Кефир – это, попадая языком в ткань повествования, ахиллесова пята нашего семейства. Мы его употребляем с пристрастием, достойным героев «Улитки на склоне». Продавщица из ближайшего к нашей подмосковной даче ларька, которая по настоятельной договоренности еженедельно оставляет для нас девять литровых бутылок, однажды не утерпела и робко поинтересовалась: «А что вы с ним делаете?» – и замахала руками, как на заведомых лжецов, когда мы начали загибать пальцы: ну, литр выпивают собаки…
Оказалось, что на Корфу нехитрый кисломолочный продукт является дефицитом. Надеюсь, не надо объяснять, что мы точно знаем, как почти на всех европейских языках называется кефир: так и называется – кефир. Включая греческий, проверено на Пелопоннесе. В нашей деревушке нас не понимали ни в одном из трех магазинов. Тут нам еще понадобилось в аптеку. Хозяин Белого дома, предупрежденный заранее, нацелившись по своим делам в Кассиопи, захватил нас с собой. на разграбление города он дал нам двадцать минут. Четверть часа я потратила, изучая образцы греческой косметики. В оставшиеся пять минут мы выхватили из запотевшего стеклянного шкафа три бутылки, которые по виду отличались от тех, что наличествовали в каламских лавках, и побежали на улицу, где уже сидел на металлической перекладине наш рулевой, обмахиваясь кепкой.
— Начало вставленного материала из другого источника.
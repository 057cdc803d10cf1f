//! `self/*` routes: build information, ping and liveliness.

use axum::extract::{OriginalUri, Query, State};
use axum::http::StatusCode;
use axum::response::{IntoResponse, Response};
use axum::{routing::get, Json, Router};
use chrono::{SecondsFormat, Utc};
use serde::{Deserialize, Serialize};

use super::AppState;
use crate::error::AppError;
use crate::health::{DetailedView, SummaryView};
use crate::info::BuildInfo;

pub fn routes() -> Router<AppState> {
    Router::new()
        .route("/self/info", get(info))
        .route("/self/liveliness", get(liveliness))
        .route("/self/ping", get(ping))
        .route("/self/readiness", get(not_implemented))
        .route("/self/started", get(not_implemented))
}

#[derive(Debug, Default, Deserialize)]
pub struct LivelinessQuery {
    #[serde(rename = "type")]
    pub kind: Option<String>,
}

#[derive(Debug, Serialize, Deserialize)]
pub struct PingResponse {
    pub response: String,
}

async fn info() -> Json<BuildInfo> { Json(BuildInfo::current()) }

async fn ping() -> Json<PingResponse> {
    Json(PingResponse { response: format!("Pong - {}", Utc::now().to_rfc3339_opts(SecondsFormat::Secs, true)) })
}

/// 200 when every check passes, 500 otherwise. `type=detailed` adds timestamps;
/// anything else gets the summary.
async fn liveliness(State(state): State<AppState>, Query(query): Query<LivelinessQuery>) -> Response {
    let status = state.health.snapshot().await;
    let code = if status.healthy { StatusCode::OK } else { StatusCode::INTERNAL_SERVER_ERROR };
    match query.kind.as_deref() {
        Some("detailed") => (code, Json(DetailedView::from_status(&status, Utc::now()))).into_response(),
        _ => (code, Json(SummaryView::from_status(&status))).into_response(),
    }
}

async fn not_implemented(OriginalUri(uri): OriginalUri) -> AppError {
    AppError::unsupported("not_implemented".to_string(), format!("{} is not implemented", uri.path()))
}
use std::sync::Arc;
use std::time::Duration;

use async_trait::async_trait;
use serde_json::{json, Value};

use super::{CheckError, CheckRegistration, HealthCenter, HealthCheck, HealthError};
use crate::store::SharedClient;

pub const DB_LIVELINESS_CHECK: &str = "db-liveliness";
pub const DB_LIVELINESS_PERIOD: Duration = Duration::from_secs(30);
pub const DB_LIVELINESS_DELAY: Duration = Duration::from_secs(5);

/// Reports whether the graph store answers a version probe.
pub struct DbLivelinessCheck {
    client: SharedClient,
}

impl DbLivelinessCheck {
    pub fn new(client: SharedClient) -> Self { Self { client } }

    pub fn registration() -> CheckRegistration {
        CheckRegistration::new(DB_LIVELINESS_CHECK, DB_LIVELINESS_PERIOD)
            .initial_delay(DB_LIVELINESS_DELAY)
            .initially_passing(false)
    }

    pub async fn register(self, center: &HealthCenter) -> Result<(), HealthError> {
        center.register_check(Self::registration(), Arc::new(self)).await
    }
}

#[async_trait]
impl HealthCheck for DbLivelinessCheck {
    async fn execute(&self) -> Result<Value, CheckError> {
        match self.client.version().await {
            Ok(version) => Ok(json!({ "status": "database connected", "version": version })),
            Err(e) => Err(CheckError::new(format!("database unreachable: {e}")).with_details(json!({ "status": "database unavailable" }))),
        }
    }
}
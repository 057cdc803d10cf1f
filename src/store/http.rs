//! REST client for an ArangoDB-compatible graph store.
//!
//! Status mapping: 409 -> `Conflict`, 404 -> `NotFound`, 401/403 -> `Unauthorized`,
//! connection and timeout failures -> `Transport`. Everything else keeps the HTTP code
//! and the server's `errorNum`.

use std::sync::Arc;

use async_trait::async_trait;
use reqwest::{Client, Method, RequestBuilder, Response, StatusCode};
use serde::Deserialize;
use serde_json::{json, Value};
use tracing::{debug, trace};

use super::{Connector, GraphDefinition, SharedClient, StoreClient, StoreEndpoint, StoreError, StoreResult};

const CURSOR_BATCH_SIZE: u32 = 1000;

#[derive(Debug, Default, Deserialize)]
#[serde(rename_all = "camelCase")]
struct ErrorBody {
    #[serde(default)]
    error_num: Option<i64>,
    #[serde(default)]
    error_message: Option<String>,
}

#[derive(Debug, Deserialize)]
struct VersionBody {
    version: String,
}

#[derive(Debug, Deserialize)]
struct GraphBody {
    graph: GraphDefinition,
}

#[derive(Debug, Deserialize)]
#[serde(rename_all = "camelCase")]
struct CursorBody {
    #[serde(default)]
    result: Vec<Value>,
    #[serde(default)]
    has_more: bool,
    #[serde(default)]
    id: Option<String>,
}

#[derive(Clone)]
pub struct HttpStoreClient {
    base: String,
    user: String,
    password: String,
    client: Client,
}

impl HttpStoreClient {
    pub fn new(endpoint: &StoreEndpoint) -> StoreResult<Self> {
        let client = Client::builder()
            .timeout(endpoint.timeout)
            .build()
            .map_err(|e| StoreError::Transport(format!("failed to build HTTP client: {e}")))?;
        Ok(Self {
            base: endpoint.url.trim_end_matches('/').to_string(),
            user: endpoint.user.clone(),
            password: endpoint.password.clone(),
            client,
        })
    }

    fn request(&self, method: Method, url: String) -> RequestBuilder {
        trace!(target: "provisioning::store", %method, %url, "store request");
        self.client.request(method, url).basic_auth(&self.user, Some(&self.password))
    }

    fn db_url(&self, db: &str, path: &str) -> String {
        format!("{}/_db/{}/{}", self.base, urlencoding::encode(db), path)
    }

    fn document_url(&self, db: &str, collection: &str, key: &str) -> String {
        self.db_url(
            db,
            &format!("_api/document/{}/{}", urlencoding::encode(collection), urlencoding::encode(key)),
        )
    }

    async fn send(&self, builder: RequestBuilder) -> StoreResult<Response> {
        builder.send().await.map_err(transport)
    }

    /// Run an existence probe: 2xx -> true, 404 -> false, anything else is an error.
    async fn exists(&self, builder: RequestBuilder, what: &str) -> StoreResult<bool> {
        let resp = self.send(builder).await?;
        if resp.status() == StatusCode::NOT_FOUND {
            return Ok(false);
        }
        check(resp, what).await.map(|_| true)
    }
}

fn transport(err: reqwest::Error) -> StoreError {
    if err.is_decode() {
        StoreError::Decode(err.to_string())
    } else {
        StoreError::Transport(err.to_string())
    }
}

async fn check(resp: Response, what: &str) -> StoreResult<Response> {
    let status = resp.status();
    if status.is_success() {
        return Ok(resp);
    }
    let body: ErrorBody = resp.json().await.unwrap_or_default();
    let message = body.error_message.unwrap_or_else(|| format!("{what} failed with HTTP {}", status.as_u16()));
    Err(match status {
        StatusCode::CONFLICT => StoreError::Conflict(message),
        StatusCode::NOT_FOUND => StoreError::NotFound(message),
        StatusCode::UNAUTHORIZED | StatusCode::FORBIDDEN => StoreError::Unauthorized(message),
        other => StoreError::Status { code: other.as_u16(), error_num: body.error_num.unwrap_or(0), message },
    })
}

async fn decode<T: serde::de::DeserializeOwned>(resp: Response) -> StoreResult<T> {
    resp.json::<T>().await.map_err(|e| StoreError::Decode(e.to_string()))
}

#[async_trait]
impl StoreClient for HttpStoreClient {
    async fn version(&self) -> StoreResult<String> {
        let resp = self.send(self.request(Method::GET, format!("{}/_api/version", self.base))).await?;
        let body: VersionBody = decode(check(resp, "version").await?).await?;
        Ok(body.version)
    }

    async fn database_exists(&self, name: &str) -> StoreResult<bool> {
        let url = self.db_url(name, "_api/database/current");
        self.exists(self.request(Method::GET, url), "database lookup").await
    }

    async fn create_database(&self, name: &str) -> StoreResult<()> {
        let url = format!("{}/_api/database", self.base);
        let resp = self.send(self.request(Method::POST, url).json(&json!({ "name": name }))).await?;
        check(resp, "create database").await?;
        debug!(target: "provisioning::store", database = name, "database created");
        Ok(())
    }

    async fn graph_exists(&self, db: &str, graph: &str) -> StoreResult<bool> {
        let url = self.db_url(db, &format!("_api/gharial/{}", urlencoding::encode(graph)));
        self.exists(self.request(Method::GET, url), "graph lookup").await
    }

    async fn create_graph(&self, db: &str, graph: &str, definition: &GraphDefinition) -> StoreResult<GraphDefinition> {
        let url = self.db_url(db, "_api/gharial");
        let body = json!({
            "name": graph,
            "edgeDefinitions": definition.edge_definitions,
            "orphanCollections": definition.orphan_collections,
        });
        let resp = self.send(self.request(Method::POST, url).json(&body)).await?;
        let created: GraphBody = decode(check(resp, "create graph").await?).await?;
        Ok(created.graph)
    }

    async fn read_graph(&self, db: &str, graph: &str) -> StoreResult<GraphDefinition> {
        let url = self.db_url(db, &format!("_api/gharial/{}", urlencoding::encode(graph)));
        let resp = self.send(self.request(Method::GET, url)).await?;
        let body: GraphBody = decode(check(resp, "read graph").await?).await?;
        Ok(body.graph)
    }

    async fn document_exists(&self, db: &str, collection: &str, key: &str) -> StoreResult<bool> {
        let url = self.document_url(db, collection, key);
        self.exists(self.request(Method::HEAD, url), "document lookup").await
    }

    async fn create_document(&self, db: &str, collection: &str, document: Value) -> StoreResult<()> {
        let url = self.db_url(db, &format!("_api/document/{}", urlencoding::encode(collection)));
        let resp = self.send(self.request(Method::POST, url).json(&document)).await?;
        check(resp, "create document").await?;
        Ok(())
    }

    async fn read_document(&self, db: &str, collection: &str, key: &str) -> StoreResult<Value> {
        let url = self.document_url(db, collection, key);
        let resp = self.send(self.request(Method::GET, url)).await?;
        decode(check(resp, "read document").await?).await
    }

    async fn read_all_documents(&self, db: &str, collection: &str) -> StoreResult<Vec<Value>> {
        let url = self.db_url(db, "_api/cursor");
        let body = json!({
            "query": "FOR d IN @@collection RETURN d",
            "bindVars": { "@collection": collection },
            "batchSize": CURSOR_BATCH_SIZE,
        });
        let resp = self.send(self.request(Method::POST, url).json(&body)).await?;
        let mut page: CursorBody = decode(check(resp, "open cursor").await?).await?;
        let mut out = std::mem::take(&mut page.result);
        while page.has_more {
            let Some(id) = page.id.clone() else {
                return Err(StoreError::Decode("cursor reported more results without an id".into()));
            };
            let next = self.db_url(db, &format!("_api/cursor/{}", urlencoding::encode(&id)));
            let resp = self.send(self.request(Method::PUT, next)).await?;
            page = decode(check(resp, "read cursor").await?).await?;
            out.append(&mut page.result);
        }
        Ok(out)
    }

    async fn replace_document(&self, db: &str, collection: &str, key: &str, document: Value) -> StoreResult<()> {
        let url = self.document_url(db, collection, key);
        let resp = self.send(self.request(Method::PUT, url).json(&document)).await?;
        check(resp, "replace document").await?;
        Ok(())
    }

    async fn remove_document(&self, db: &str, collection: &str, key: &str) -> StoreResult<()> {
        let url = self.document_url(db, collection, key);
        let resp = self.send(self.request(Method::DELETE, url)).await?;
        check(resp, "remove document").await?;
        Ok(())
    }
}

/// Builds a fresh [`HttpStoreClient`] per connect call.
#[derive(Debug, Clone, Copy, Default)]
pub struct HttpConnector;

impl Connector for HttpConnector {
    fn connect(&self, endpoint: &StoreEndpoint) -> StoreResult<SharedClient> {
        Ok(Arc::new(HttpStoreClient::new(endpoint)?))
    }
}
Искомый напиток оказался только в одной из захваченных бутылок, которая почему-то была окрашена в черный цвет. Тщательно вымыв мгновенно освободившуюся посуду, я обошла всех каламских продавцов. Тетенька из крайней лавки повертела в руках бутылку, глядя с такой оторопью, словно ее принесло волной. Девушка из магазинчика, гордо именуемого «Супермаркет», покачала головой: англичане этого не пьют. Немолодой грек из ближайшей к Белому дому торговой точки задумчиво похлопал ладонью о прилавок: такой точно у меня нет, но для вас… Он вышел из-за кассы, ловко обходя ящики с арбузами, пробрался к холодильнику, долго рылся, перебирал и, наконец, торжественно извлек из самых закромов пол-литровую емкость.Мы вышли на улицу и вскрыли ее. Там оказалось молоко.Больше мы в Кассиопи не были.
3
Утес, очертаниями откровенно напоминающий корабль, стоит прямо на входе в бухту Палеокастрица. Можно представить себе, как оцепенели от ужаса родственники, народное вече и сам царь Алкиной с прекрасной Навсикаей, когда корабль с пятьюдесятью добровольцами обратился в камень, не дойдя до гавани пару миль.
В подножиях скал, окружающих бухту, зияют гроты, как раскрытые рты. В одном из них, на стенке, розовой каймой мха отделенной от светящейся голубизны, есть удивительная картина: сталактиты, стекая вниз, к воде, застыли в форме изумленного девичьего лица.